Central Asia: Transition-in-process

Senior Underwriter at Zurich
Twenty-five years ago the five nations of Central Asia (CA) – Kazakhstan, Kyrgyzstan, Tajikistan, Turkmenistan and Uzbekistan – emerged from the shadows of Soviet central control to embark on a transitional process expected to result in the development of market-based economies.

Twenty-five years ago the five nations of Central Asia (CA) – Kazakhstan, Kyrgyzstan, Tajikistan, Turkmenistan and Uzbekistan – emerged from the shadows of Soviet central control to embark on a transitional process expected to result in the development of market-based economies. That transition is still a work in progress, which this article describes, highlighting facts and observations that may be of interest to those considering business opportunities in these emerging markets.

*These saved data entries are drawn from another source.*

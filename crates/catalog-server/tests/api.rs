use async_trait::async_trait;
use axum::body::{to_bytes, Body};
use axum::http::{header, Request, StatusCode};
use moodplay_catalog_server::{
    create_router, AppState, AssetKind, AssetStore, CatalogServer, ErrorResponse, UploadedFile,
};
use moodplay_core::{Mood, Song};
use moodplay_persistence::{init_memory_db, SongRepository};
use std::sync::atomic::{AtomicUsize, Ordering};
use std::sync::Arc;
use tower::ServiceExt;

const BOUNDARY: &str = "moodplay-test-boundary";

/// Asset store that hands back predictable URLs
struct MockAssetStore {
    fail: bool,
    uploads: AtomicUsize,
}

impl MockAssetStore {
    fn new(fail: bool) -> Arc<Self> {
        Arc::new(Self {
            fail,
            uploads: AtomicUsize::new(0),
        })
    }
}

#[async_trait]
impl AssetStore for MockAssetStore {
    fn name(&self) -> &'static str {
        "mock"
    }

    async fn upload(&self, kind: AssetKind, file: UploadedFile) -> anyhow::Result<String> {
        self.uploads.fetch_add(1, Ordering::SeqCst);
        if self.fail {
            anyhow::bail!("asset host unavailable");
        }
        Ok(format!("https://cdn.test/{}/{}", kind.folder(), file.file_name))
    }
}

enum Part<'a> {
    Text(&'a str, &'a str),
    File(&'a str, &'a str, &'a [u8]),
}

fn multipart_body(parts: &[Part]) -> Vec<u8> {
    let mut body = Vec::new();
    for part in parts {
        body.extend_from_slice(format!("--{}\r\n", BOUNDARY).as_bytes());
        match part {
            Part::Text(name, value) => {
                body.extend_from_slice(
                    format!("Content-Disposition: form-data; name=\"{}\"\r\n\r\n", name).as_bytes(),
                );
                body.extend_from_slice(value.as_bytes());
            }
            Part::File(name, file_name, bytes) => {
                body.extend_from_slice(
                    format!(
                        "Content-Disposition: form-data; name=\"{}\"; filename=\"{}\"\r\nContent-Type: application/octet-stream\r\n\r\n",
                        name, file_name
                    )
                    .as_bytes(),
                );
                body.extend_from_slice(bytes);
            }
        }
        body.extend_from_slice(b"\r\n");
    }
    body.extend_from_slice(format!("--{}--\r\n", BOUNDARY).as_bytes());
    body
}

fn post_songs(parts: &[Part]) -> Request<Body> {
    Request::builder()
        .method("POST")
        .uri("/songs")
        .header(
            header::CONTENT_TYPE,
            format!("multipart/form-data; boundary={}", BOUNDARY),
        )
        .body(Body::from(multipart_body(parts)))
        .unwrap()
}

fn get(uri: &str) -> Request<Body> {
    Request::builder().uri(uri).body(Body::empty()).unwrap()
}

fn full_upload<'a>(title: &'a str, mood: &'a str) -> Vec<Part<'a>> {
    vec![
        Part::Text("title", title),
        Part::Text("artist", "Jaden Smith"),
        Part::Text("mood", mood),
        Part::File("audio", "track.mp3", b"ID3audio"),
        Part::File("cover", "cover.jpg", b"jpeg"),
    ]
}

async fn setup(fail_uploads: bool) -> (axum::Router, SongRepository, Arc<MockAssetStore>) {
    let repo = SongRepository::new(init_memory_db().await.unwrap());
    let assets = MockAssetStore::new(fail_uploads);
    let app = create_router(AppState::new(repo.clone(), assets.clone()));
    (app, repo, assets)
}

async fn body_json<T: serde::de::DeserializeOwned>(response: axum::response::Response) -> T {
    let bytes = to_bytes(response.into_body(), usize::MAX).await.unwrap();
    serde_json::from_slice(&bytes).unwrap()
}

#[tokio::test]
async fn test_health_check() {
    let (app, _, _) = setup(false).await;

    let response = app.oneshot(get("/health")).await.unwrap();
    assert_eq!(response.status(), StatusCode::OK);

    let json: serde_json::Value = body_json(response).await;
    assert_eq!(json["status"], "healthy");
}

#[tokio::test]
async fn test_upload_then_lookup_by_mood() {
    let (app, _, assets) = setup(false).await;

    let response = app
        .clone()
        .oneshot(post_songs(&full_upload("B", "happy")))
        .await
        .unwrap();
    assert_eq!(response.status(), StatusCode::CREATED);

    let created: Song = body_json(response).await;
    assert_eq!(created.title, "B");
    assert_eq!(created.mood, Mood::Happy);
    assert_eq!(created.audio_url, "https://cdn.test/songs/track.mp3");
    assert_eq!(created.cover_url, "https://cdn.test/covers/cover.jpg");
    assert_eq!(assets.uploads.load(Ordering::SeqCst), 2);

    // Lookup key is case-insensitive
    for uri in ["/songs?expression=happy", "/songs?expression=HAPPY"] {
        let response = app.clone().oneshot(get(uri)).await.unwrap();
        assert_eq!(response.status(), StatusCode::OK);
        let songs: Vec<Song> = body_json(response).await;
        assert_eq!(songs, vec![created.clone()]);
    }

    let response = app.oneshot(get("/songs?expression=sad")).await.unwrap();
    let songs: Vec<Song> = body_json(response).await;
    assert!(songs.is_empty());
}

#[tokio::test]
async fn test_wire_form_uses_catalog_field_names() {
    let (app, _, _) = setup(false).await;

    app.clone()
        .oneshot(post_songs(&full_upload("Omw", "sad")))
        .await
        .unwrap();

    let response = app.oneshot(get("/songs?expression=sad")).await.unwrap();
    let json: serde_json::Value = body_json(response).await;
    let song = &json[0];

    assert!(song["_id"].is_string());
    assert_eq!(song["audio"], "https://cdn.test/songs/track.mp3");
    assert_eq!(song["cover"], "https://cdn.test/covers/cover.jpg");
    assert_eq!(song["mood"], "sad");
}

#[tokio::test]
async fn test_list_without_expression_returns_everything() {
    let (app, _, _) = setup(false).await;

    for (title, mood) in [("one", "happy"), ("two", "angry"), ("three", "neutral")] {
        let response = app
            .clone()
            .oneshot(post_songs(&full_upload(title, mood)))
            .await
            .unwrap();
        assert_eq!(response.status(), StatusCode::CREATED);
    }

    for uri in ["/songs", "/songs?expression=", "/songs?expression=%20"] {
        let response = app.clone().oneshot(get(uri)).await.unwrap();
        let songs: Vec<Song> = body_json(response).await;
        let titles: Vec<_> = songs.iter().map(|s| s.title.as_str()).collect();
        assert_eq!(titles, vec!["one", "two", "three"]);
    }

    let response = app.oneshot(get("/songs?expression=bored")).await.unwrap();
    assert_eq!(response.status(), StatusCode::OK);
    let songs: Vec<Song> = body_json(response).await;
    assert!(songs.is_empty());
}

#[tokio::test]
async fn test_missing_cover_is_rejected() {
    let (app, repo, assets) = setup(false).await;

    let response = app
        .oneshot(post_songs(&[
            Part::Text("title", "B"),
            Part::Text("artist", "Jaden Smith"),
            Part::Text("mood", "happy"),
            Part::File("audio", "track.mp3", b"ID3audio"),
        ]))
        .await
        .unwrap();

    assert_eq!(response.status(), StatusCode::BAD_REQUEST);
    let error: ErrorResponse = body_json(response).await;
    assert_eq!(error.error, "Please upload both audio and cover files");

    assert_eq!(assets.uploads.load(Ordering::SeqCst), 0);
    assert!(repo.list_all().await.unwrap().is_empty());
}

#[tokio::test]
async fn test_invalid_mood_is_rejected() {
    let (app, repo, _) = setup(false).await;

    let response = app
        .oneshot(post_songs(&full_upload("B", "bored")))
        .await
        .unwrap();

    assert_eq!(response.status(), StatusCode::BAD_REQUEST);
    assert!(repo.list_all().await.unwrap().is_empty());
}

#[tokio::test]
async fn test_missing_title_is_rejected() {
    let (app, _, _) = setup(false).await;

    let response = app
        .oneshot(post_songs(&[
            Part::Text("artist", "Jaden Smith"),
            Part::Text("mood", "happy"),
            Part::File("audio", "track.mp3", b"ID3audio"),
            Part::File("cover", "cover.jpg", b"jpeg"),
        ]))
        .await
        .unwrap();

    assert_eq!(response.status(), StatusCode::BAD_REQUEST);
}

#[tokio::test]
async fn test_duplicate_audio_file_is_rejected() {
    let (app, repo, _) = setup(false).await;

    let mut parts = full_upload("B", "happy");
    parts.push(Part::File("audio", "again.mp3", b"ID3again"));

    let response = app.oneshot(post_songs(&parts)).await.unwrap();

    assert_eq!(response.status(), StatusCode::BAD_REQUEST);
    assert!(repo.list_all().await.unwrap().is_empty());
}

#[tokio::test]
async fn test_storage_failure_creates_no_record() {
    let (app, repo, _) = setup(true).await;

    let response = app
        .oneshot(post_songs(&full_upload("B", "happy")))
        .await
        .unwrap();

    assert_eq!(response.status(), StatusCode::INTERNAL_SERVER_ERROR);
    let error: ErrorResponse = body_json(response).await;
    assert!(error.details.unwrap().contains("asset host unavailable"));

    assert!(repo.list_all().await.unwrap().is_empty());
}

#[tokio::test]
async fn test_catalog_server_start_and_stop() {
    let (_, repo, assets) = setup(false).await;
    let mut server = CatalogServer::new(
        "127.0.0.1:0".parse().unwrap(),
        AppState::new(repo, assets),
    );

    server.start().await.unwrap();
    assert!(server.is_running());
    assert_ne!(server.addr().port(), 0);

    let body = reqwest::get(format!("{}/health", server.base_url()))
        .await
        .unwrap()
        .text()
        .await
        .unwrap();
    assert!(body.contains("healthy"));

    // A running server refuses a second start
    assert!(server.start().await.is_err());

    server.stop().await;
    assert!(!server.is_running());
    assert!(reqwest::get(format!("{}/health", server.base_url())).await.is_err());
}

#[tokio::test]
async fn test_catalog_server_reports_bind_failure() {
    let (_, repo, assets) = setup(false).await;
    let mut first = CatalogServer::new(
        "127.0.0.1:0".parse().unwrap(),
        AppState::new(repo.clone(), assets.clone()),
    );
    first.start().await.unwrap();

    let mut second = CatalogServer::new(first.addr(), AppState::new(repo, assets));
    let err = second.start().await.unwrap_err();
    assert!(format!("{:#}", err).contains("Failed to bind catalog server"));
    assert!(!second.is_running());

    first.stop().await;
}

The Berne Union in Central Asia

The Berne Union footprint in CA has grown steadily since 2005, with year-end exposures increasing by about 500% over the period 2005-2015, reaching just over $29 billion in 2015. In comparison, regional GDP (nominal) grew by 250% over the same period[1]. So Berne Union activity in the region has grown twice a fast as the region has grown over the last decade. While Kazakhstan accounted for about 62% of total year-end exposure in 2015, BU members have significant exposure in all five CA countries.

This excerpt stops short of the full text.